Monoclonius became iconic when complete skeletons of ceratopsians were found in the Judith River/Dinosaur Park Formation of Montana/Alberta. In the early 1900s, C.H. Sternberg (who had co-discovered the orgiinal Monoclonius fossils with Cope) established that complete specimens classified by Lawrence Lambe as Centrosaurus apertus (and some of which were considered to be Monoclonius and which had already been used to form a picture of that animal) were a distinct species. After this, the genus Monoclonius was dismantled, with former specimens re-assigned to either new or recently established centrosaurine genera.

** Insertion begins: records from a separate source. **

// Copyright (c) Contributors to the SPK project.
// SPDX-License-Identifier: Apache-2.0

//! Merging workspace and project declarations into an effective environment.

use std::collections::BTreeMap;
use std::path::{Path, PathBuf};

use crate::cache::{ToolCache, ToolVersion};
use crate::context::Context;
use crate::declaration::{Declarations, ToolSpec};
use crate::{Error, Result};

#[cfg(test)]
#[path = "./resolve_test.rs"]
mod resolve_test;

/// A value tagged with the layer that supplied it.
#[derive(Debug, Clone, PartialEq, Eq)]
pub enum Layered<T> {
    FromWorkspace(T),
    FromProject(T),
}

impl<T> Layered<T> {
    pub fn value(&self) -> &T {
        match self {
            Self::FromWorkspace(v) | Self::FromProject(v) => v,
        }
    }

    pub fn into_value(self) -> T {
        match self {
            Self::FromWorkspace(v) | Self::FromProject(v) => v,
        }
    }

    pub fn is_from_workspace(&self) -> bool {
        matches!(self, Self::FromWorkspace(_))
    }

    pub fn map<U>(self, f: impl FnOnce(T) -> U) -> Layered<U> {
        match self {
            Self::FromWorkspace(v) => Layered::FromWorkspace(f(v)),
            Self::FromProject(v) => Layered::FromProject(f(v)),
        }
    }
}

impl Layered<ToolSpec> {
    pub fn spec(&self) -> &ToolSpec {
        self.value()
    }
}

/// Declarations of a context after applying workspace inheritance.
#[derive(Debug, Clone, Default)]
pub struct MergedDeclarations {
    pub tools: BTreeMap<String, Layered<ToolSpec>>,

    /// Declaration files that contributed, base layer first.
    pub source_files: Vec<PathBuf>,

    workspace_root: Option<PathBuf>,
    project_root: PathBuf,
}

impl MergedDeclarations {
    pub fn iter(&self) -> impl Iterator<Item = (&String, &Layered<ToolSpec>)> {
        self.tools.iter()
    }

    pub fn get(&self, tool: &str) -> Option<&Layered<ToolSpec>> {
        self.tools.get(tool)
    }

    pub fn len(&self) -> usize {
        self.tools.len()
    }

    pub fn is_empty(&self) -> bool {
        self.tools.is_empty()
    }

    /// Directory that relative override paths of this entry are based on.
    pub fn declaring_root(&self, entry: &Layered<ToolSpec>) -> &Path {
        match entry {
            Layered::FromWorkspace(_) => self
                .workspace_root
                .as_deref()
                .unwrap_or(&self.project_root),
            Layered::FromProject(_) => &self.project_root,
        }
    }
}

/// Merge the declarations that apply to `context`.
///
/// For a nested project the workspace layer is loaded first and every tool
/// the project declares replaces the workspace entry wholesale.
pub fn merge(context: &Context) -> Result<MergedDeclarations> {
    let mut merged = MergedDeclarations {
        project_root: context.root().to_path_buf(),
        ..Default::default()
    };

    match context {
        Context::Workspace { root } => {
            merged.workspace_root = Some(root.clone());
            let own = Declarations::load_dir(root)?;
            push_layer(&mut merged, own, Layered::FromWorkspace);
        }
        Context::NestedProject { root, workspace } => {
            merged.workspace_root = Some(workspace.clone());
            let base = Declarations::load_dir(workspace)?;
            push_layer(&mut merged, base, Layered::FromWorkspace);
            let own = Declarations::load_dir(root)?;
            push_layer(&mut merged, own, Layered::FromProject);
        }
        Context::Project { root } | Context::Standalone { root } => {
            let own = Declarations::load_dir(root)?;
            push_layer(&mut merged, own, Layered::FromProject);
        }
    }

    Ok(merged)
}

fn push_layer(
    merged: &mut MergedDeclarations,
    layer: Declarations,
    tag: fn(ToolSpec) -> Layered<ToolSpec>,
) {
    if let Some(path) = layer.source_path {
        merged.source_files.push(path);
    }
    for (tool, spec) in layer.tools {
        if let Some(previous) = merged.tools.insert(tool.clone(), tag(spec)) {
            tracing::debug!(%tool, from = %previous.spec().version, "project overrides workspace version");
        }
    }
}

/// A tool resolved to an existing directory.
#[derive(Debug, Clone, PartialEq, Eq)]
pub struct ResolvedTool {
    pub version: String,
    pub path: PathBuf,
    /// True when `path` came from a declared override rather than the cache.
    pub overridden: bool,
}

/// Tools available to a context, ready for activation.
#[derive(Debug, Clone)]
pub struct EffectiveEnvironment {
    pub context: Context,

    /// Only tools whose installation path exists.
    pub tools: BTreeMap<String, Layered<ResolvedTool>>,

    /// Declared tools with no usable installation.
    pub unresolved: Vec<ToolVersion>,

    pub source_files: Vec<PathBuf>,
}

impl EffectiveEnvironment {
    /// Tool name to installation directory, for the environment file generator.
    pub fn tool_paths(&self) -> BTreeMap<String, PathBuf> {
        self.tools
            .iter()
            .map(|(tool, resolved)| (tool.clone(), resolved.value().path.clone()))
            .collect()
    }

    pub fn version_of(&self, tool: &str) -> Option<&str> {
        self.tools.get(tool).map(|r| r.value().version.as_str())
    }

    pub fn is_complete(&self) -> bool {
        self.unresolved.is_empty()
    }

    /// Fail with the first unresolved tool, if any.
    pub fn require_complete(&self) -> Result<()> {
        match self.unresolved.first() {
            Some(missing) => Err(Error::Unresolved {
                tool: missing.tool.clone(),
                version: missing.version.clone(),
            }),
            None => Ok(()),
        }
    }
}

/// Compute the effective environment of `context` against `cache`.
pub fn effective(context: &Context, cache: &ToolCache) -> Result<EffectiveEnvironment> {
    let merged = merge(context)?;
    let mut tools = BTreeMap::new();
    let mut unresolved = Vec::new();

    for (tool, entry) in merged.iter() {
        let spec = entry.spec();
        let found = match &spec.path {
            Some(raw) => expand_path(raw, merged.declaring_root(entry))
                .filter(|p| p.exists())
                .map(|path| (path, true)),
            None => cache.lookup(tool, &spec.version).map(|path| (path, false)),
        };

        match found {
            Some((path, overridden)) => {
                let resolved = entry.clone().map(|spec| ResolvedTool {
                    version: spec.version,
                    path,
                    overridden,
                });
                tools.insert(tool.clone(), resolved);
            }
            None => {
                tracing::debug!(%tool, version = %spec.version, "tool is unresolved");
                unresolved.push(ToolVersion::new(tool, &spec.version));
            }
        }
    }

    Ok(EffectiveEnvironment {
        context: context.clone(),
        tools,
        unresolved,
        source_files: merged.source_files,
    })
}

/// Expand `~/` and resolve relative paths against `base`.
///
/// Returns `None` when the home directory is needed but unknown.
pub fn expand_path(raw: &str, base: &Path) -> Option<PathBuf> {
    let path = if raw == "~" || raw.starts_with("~/") {
        let Some(home) = dirs::home_dir() else {
            tracing::warn!(path = %raw, "cannot resolve ~ without HOME");
            return None;
        };
        home.join(raw.trim_start_matches('~').trim_start_matches('/'))
    } else if Path::new(raw).is_absolute() {
        PathBuf::from(raw)
    } else {
        base.join(raw)
    };
    Some(dunce::simplified(&path).to_path_buf())
}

Matters were complicated by the discovery of the drastic changes centrosaurines went through as they grew, and today the distinctive Monoclonius specimens are generally considered juvenile centrosaurines. Zach Miller has done an awesome rendering of a centrosaurine growth series showing where a traditional "Monoclonius" specimen fits into the sequence. 
Skull of the subadult Monoclonius lowei. Note the three prominent projections at the rear of the
 parietal frill. Incipient styracosaur-like spikes?

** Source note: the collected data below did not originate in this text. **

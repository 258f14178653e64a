// Copyright (c) Contributors to the SPK project.
// SPDX-License-Identifier: Apache-2.0

//! toolenv - Directory-Scoped Tool Environments
//!
//! This crate provides the core library for pinning developer tools per
//! directory through declaration files (`.toolenv.yaml`) and sharing their
//! installations through one global, version-addressed cache.
//!
//! # Overview
//!
//! A directory tree is split into contexts by activation markers. A
//! workspace declares the baseline tool set, projects nested inside it
//! inherit that set and may replace individual tools, and every directory
//! without a marker is standalone. Installations are downloaded once into
//! `<cache_root>/<tool>/<version>/` and reused by every context that
//! declares the same version.
//!
//! # Example
//!
//! ```yaml
//! # .toolenv.yaml
//! api: toolenv/v0
//!
//! tools:
//!   gradle: "8.5"
//!   cmake:
//!     version: "3.28.1"
//!   protoc:
//!     version: "25.1"
//!     path: ~/opt/protoc-25.1
//! ```
//!
//! ```text
//! # .envrc
//! # toolenv: workspace
//! ```

pub mod archive;
pub mod audit;
pub mod cache;
pub mod config;
pub mod context;
pub mod declaration;
pub mod error;
pub mod fetch;
pub mod install;
pub mod lock;
pub mod platform;
pub mod recipe;
pub mod reconcile;
pub mod resolve;

#[cfg(test)]
mod testing;

pub use audit::{AuditAction, AuditEvent, AuditOutcome, AuditSink, TracingAudit};
pub use cache::{CacheEntry, PrunePlan, ToolCache, ToolVersion};
pub use config::Config;
pub use context::{Context, ContextKind, resolve};
pub use declaration::{ApiVersion, Declarations, ToolSpec};
pub use error::{Error, Result};
pub use fetch::{FetchError, Fetcher, HttpFetcher};
pub use install::{InstallAttempt, InstallOutcome, Installer};
pub use lock::{LockChange, LockChangeKind, LockFile, generate_lock, verify_lock};
pub use platform::{Arch, Os, Platform};
pub use recipe::{ArchiveKind, RecipeCatalog, RemoteSource, SourceResolver, ToolRecipe};
pub use reconcile::{ActionOutcome, ReconcileAction, ReconcilePlan, ReconcileReport, Reconciler};
pub use resolve::{EffectiveEnvironment, Layered, MergedDeclarations, ResolvedTool, effective, merge};

/// Well-known filename for tool declarations.
pub const DECLARATION_FILENAME: &str = ".toolenv.yaml";

/// Well-known filename for lock records.
pub const LOCK_FILENAME: &str = ".toolenv.lock.yaml";

/// Directory hook file carrying the `# toolenv: <type>` activation tag.
pub const MARKER_FILENAME: &str = ".envrc";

However, known specimens of Monoclonius aren't a perfect match for juveniles of the contemporary Einiosaurus, as Miller notes. The long, generally flattened frill with larger incipient spikes at the first three positions of the the parietal (Ryan 2006) are reminiscant of Styracosaurus and Einiosaurus, all of about the same geological age. The large size of a specimen sometimes referred to the distinct species Monoclonius lowei compares with some pachyrhinosaurs like the contemporary Achelousaurus, and while these do begin life with a small nasal horn that later develops into a boss, and though it isn't backward-cureved, such drastic changes during ontogony are known in other ceratopsians. It may be that Monoclonius is a juvenile form of (and therefore a senior synonym of) one of these centrosaurines, or it may be a valid species similar to both, possibly a transitional form between centrosaurin-type centrosaurs and pachyrhinosaurs. Ironically, though long mixed up with that genus, Monoclonius doesn't seem to be as great a match for Centrosaurus itself.

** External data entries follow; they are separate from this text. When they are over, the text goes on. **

// Copyright (c) Contributors to the SPK project.
// SPDX-License-Identifier: Apache-2.0

//! Operating system and architecture identifiers used by tool recipes.

use serde::{Deserialize, Serialize};

#[cfg(test)]
#[path = "./platform_test.rs"]
mod platform_test;

/// Platform identifier combining OS and architecture.
#[derive(Debug, Clone, Copy, PartialEq, Eq, Hash, PartialOrd, Ord, Serialize, Deserialize)]
#[serde(try_from = "String", into = "String")]
pub struct Platform {
    pub os: Os,
    pub arch: Arch,
}

impl Platform {
    pub fn new(os: Os, arch: Arch) -> Self {
        Self { os, arch }
    }

    /// The platform this process is running on, if toolenv knows it.
    pub fn current() -> Option<Self> {
        Some(Self {
            os: Os::parse(std::env::consts::OS)?,
            arch: Arch::parse(std::env::consts::ARCH)?,
        })
    }

    /// Parse from a string like "linux-x86_64".
    pub fn parse(s: &str) -> Option<Self> {
        let (os, arch) = s.split_once('-')?;
        Some(Self {
            os: Os::parse(os)?,
            arch: Arch::parse(arch)?,
        })
    }
}

impl std::fmt::Display for Platform {
    fn fmt(&self, f: &mut std::fmt::Formatter<'_>) -> std::fmt::Result {
        write!(f, "{}-{}", self.os, self.arch)
    }
}

impl TryFrom<String> for Platform {
    type Error = String;

    fn try_from(value: String) -> Result<Self, Self::Error> {
        Self::parse(&value).ok_or_else(|| format!("unknown platform '{value}'"))
    }
}

impl From<Platform> for String {
    fn from(value: Platform) -> Self {
        value.to_string()
    }
}

/// Operating system.
#[derive(Debug, Clone, Copy, PartialEq, Eq, Hash, PartialOrd, Ord)]
pub enum Os {
    Darwin,
    Linux,
}

impl Os {
    pub fn parse(s: &str) -> Option<Self> {
        match s.to_lowercase().as_str() {
            "darwin" | "macos" => Some(Self::Darwin),
            "linux" => Some(Self::Linux),
            _ => None,
        }
    }
}

impl std::fmt::Display for Os {
    fn fmt(&self, f: &mut std::fmt::Formatter<'_>) -> std::fmt::Result {
        match self {
            Self::Darwin => write!(f, "darwin"),
            Self::Linux => write!(f, "linux"),
        }
    }
}

/// CPU architecture.
#[derive(Debug, Clone, Copy, PartialEq, Eq, Hash, PartialOrd, Ord)]
pub enum Arch {
    Arm64,
    X86_64,
}

impl Arch {
    pub fn parse(s: &str) -> Option<Self> {
        match s.to_lowercase().as_str() {
            "arm64" | "aarch64" => Some(Self::Arm64),
            "x86_64" | "amd64" | "x64" => Some(Self::X86_64),
            _ => None,
        }
    }
}

impl std::fmt::Display for Arch {
    fn fmt(&self, f: &mut std::fmt::Formatter<'_>) -> std::fmt::Result {
        match self {
            Self::Arm64 => write!(f, "arm64"),
            Self::X86_64 => write!(f, "x86_64"),
        }
    }
}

In my restoration of a hypothetical, mature Monoclonius (above), I made it generally styracosaur-like, though with more einiosaur-like parietal spikes, and these could alternately be seen as styracosaur parietal spikes which are not yet fully grown. In this way I've tried to hedge my bets: this Monoclonius could either be a mature, intermediate stage between styracosaurs and einiosaurs, or simply an immature but very large styracosaur. 

The nasal horn is restored as styracosaur-like as well, a conservative growth trajectory for the shorter, recurved nose horn seen in subadult specimens of M. crassus and M. lowei. However, it's entirely possible that as the nasal horn grew, it swept forward into the hook-like horn of Einiosaurus or even flattened and thickened into the nasal boss seen in Achelousaurus. Both of those pachyrhinosaurs have long parietal spikes like Monoclonius seems to have had, though both only had a single pair jutting from the back of the frill, while Monoclonius seems to have been developing at least three. Though, again, it's possible the transformation was more extreme than I'm assuming for my illustration, and that these incipient parietal horns were resorbed during growth like the epiparietals of chasmosaurines (e.g. Triceratops).

Rather than the centrosaur-like Monoclonius of my childhood, it looks like this fairly plain-looking ceratopsian grew up into something a bit more spectacular. But we'll need further study and, hopefully, more specimens to find out exactly what, and exactly how extreme, that transformation may have been.

* Ryan, M.J. (2006). "The status of the problematic taxon Monoclonius (Ornithischia: Ceratopsidae) and the recognition of adult-sized dinosaur taxa.Geological Society of America Abstracts with Programs38(4): 62.